Time Series Classification Using HMM and GMM with Pomegranate Library
摘要
Time series classification plays a crucial role in various fields including finance, healthcare, and voice recognition, where accurate pattern recognition and temporal analysis are essential for decision-making and system automation. This study presents a comprehensive comparative analysis of Hidden Markov Model (HMM) and Gaussian Mixture Model (GMM) for time series classification using the Pomegranate library, a modern probabilistic modeling framework that offers enhanced computational efficiency and flexibility. We develop a systematic methodology for preprocessing, feature extraction, and model evaluation on the CBF (Cylinder-Bell-Funnel) dataset from the UCR Time Series Archive, a widely recognized benchmark for time series classification algorithms. Our preprocessing pipeline incorporates z-score normalization, outlier detection, and temporal smoothing, while feature extraction employs both statistical measures and temporal characteristics tailored to each model’s strengths. The experimental evaluation reveals that GMM achieves superior performance with 66.67% accuracy compared to HMM’s 53.12% accuracy, while requiring significantly less training time (12.7s vs 45.3s).
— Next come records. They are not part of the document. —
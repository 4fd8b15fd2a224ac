use serde::{Deserialize, Serialize};

/// Catalog product as stored in Postgres.
#[derive(Debug, Clone, Serialize, Deserialize, sqlx::FromRow)]
pub struct Product {
    pub id: String,
    pub title: String,
    pub description: String,
    pub merchant_id: String,
    pub category_id: String,
    pub popularity: f64,
}

/// Compact product record cached under `product:meta`.
///
/// Serialized deterministically (fixed field order); unknown fields on read
/// are ignored so older writers stay compatible.
#[derive(Debug, Clone, PartialEq, Serialize, Deserialize)]
#[serde(rename_all = "camelCase")]
pub struct ProductMeta {
    pub title: String,
    pub merchant_id: String,
    pub category_id: String,
    pub popularity: f64,
}

impl From<&Product> for ProductMeta {
    fn from(p: &Product) -> Self {
        Self {
            title: p.title.clone(),
            merchant_id: p.merchant_id.clone(),
            category_id: p.category_id.clone(),
            popularity: p.popularity,
        }
    }
}

/// Interaction event types with their aggregation weights.
#[derive(Debug, Clone, Copy, PartialEq, Eq, Hash, Serialize, Deserialize)]
#[serde(rename_all = "UPPERCASE")]
pub enum InteractionType {
    View,
    Click,
    Cart,
    Purchase,
}

impl InteractionType {
    /// Weight used by the popularity aggregator and CF trainer.
    pub fn weight(&self) -> f64 {
        match self {
            InteractionType::View => 0.5,
            InteractionType::Click => 1.0,
            InteractionType::Cart => 3.0,
            InteractionType::Purchase => 8.0,
        }
    }

    pub fn as_str(&self) -> &'static str {
        match self {
            InteractionType::View => "VIEW",
            InteractionType::Click => "CLICK",
            InteractionType::Cart => "CART",
            InteractionType::Purchase => "PURCHASE",
        }
    }
}

/// Raw interaction event as drained from the `events` queue.
#[derive(Debug, Clone, Serialize, Deserialize)]
#[serde(rename_all = "camelCase")]
pub struct IngestEvent {
    #[serde(default)]
    pub user_id: Option<String>,
    #[serde(default)]
    pub session_id: Option<String>,
    pub product_id: String,
    #[serde(rename = "type")]
    pub kind: InteractionType,
}

/// Interaction row appended to the store (append-only).
#[derive(Debug, Clone)]
pub struct NewInteraction {
    pub user_id: Option<String>,
    pub product_id: String,
    pub kind: InteractionType,
    pub value: f64,
}

/// A grouped training row: summed interaction weight per (user, product).
/// Anonymous traffic is grouped under the "anon" user key.
#[derive(Debug, Clone, sqlx::FromRow)]
pub struct TrainingRow {
    pub user_key: String,
    pub product_id: String,
    pub weight: f64,
}

/// Where a candidate entered the ranking pipeline.
#[derive(Debug, Clone, Copy, PartialEq, Eq)]
pub enum CandidateSource {
    Personalized,
    Textual,
    Popularity,
    Category,
}

impl CandidateSource {
    pub fn as_str(&self) -> &'static str {
        match self {
            CandidateSource::Personalized => "personalized",
            CandidateSource::Textual => "textual",
            CandidateSource::Popularity => "popularity",
            CandidateSource::Category => "category",
        }
    }
}

/// Candidate prior to meta hydration and score fusion.
#[derive(Debug, Clone)]
pub struct Candidate {
    pub product_id: String,
    pub base_score: f64,
    pub text_score: f64,
    pub source: CandidateSource,
}

/// Feed request as handed over by the surrounding HTTP layer.
#[derive(Debug, Clone, Default, Deserialize)]
pub struct FeedRequest {
    pub user_id: Option<String>,
    pub session_id: Option<String>,
    pub search_text: Option<String>,
    pub category_id: Option<String>,
    pub cursor: Option<String>,
    pub limit: Option<u32>,
}

/// Product as returned in a feed page. Items hydrated from the meta cache
/// carry an empty description; store-hydrated items carry the full one.
#[derive(Debug, Clone, Serialize, Deserialize)]
#[serde(rename_all = "camelCase")]
pub struct FeedProduct {
    pub id: String,
    pub title: String,
    pub description: String,
    pub merchant_id: String,
    pub category_id: String,
    pub popularity: f64,
}

impl FeedProduct {
    pub fn from_meta(id: &str, meta: &ProductMeta) -> Self {
        Self {
            id: id.to_string(),
            title: meta.title.clone(),
            description: String::new(),
            merchant_id: meta.merchant_id.clone(),
            category_id: meta.category_id.clone(),
            popularity: meta.popularity,
        }
    }
}

#[derive(Debug, Clone, Serialize, Deserialize)]
pub struct FeedItem {
    pub score: f64,
    pub product: FeedProduct,
}

#[derive(Debug, Clone, Serialize, Deserialize)]
pub struct FeedResponse {
    pub items: Vec<FeedItem>,
    pub cursor: Option<String>,
}

/// Fuzzy text match from the trigram search, score normalized to [0,1].
#[derive(Debug, Clone, sqlx::FromRow)]
pub struct TextMatch {
    pub product_id: String,
    pub score: f64,
}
Through detailed analysis of class-wise performance, computational complexity, and statistical significance testing, we demonstrate that GMM’s distribution-based approach is more effective than HMM’s sequential modeling for the CBF dataset. Our findings provide valuable insights into the effectiveness of probabilistic graphical models for time series classification tasks, offering practical guidelines for model selection based on data characteristics and application requirements. The study contributes to the growing body of knowledge in time series analysis by highlighting the trade-offs between sequential and distribution-based approaches in temporal pattern recognition.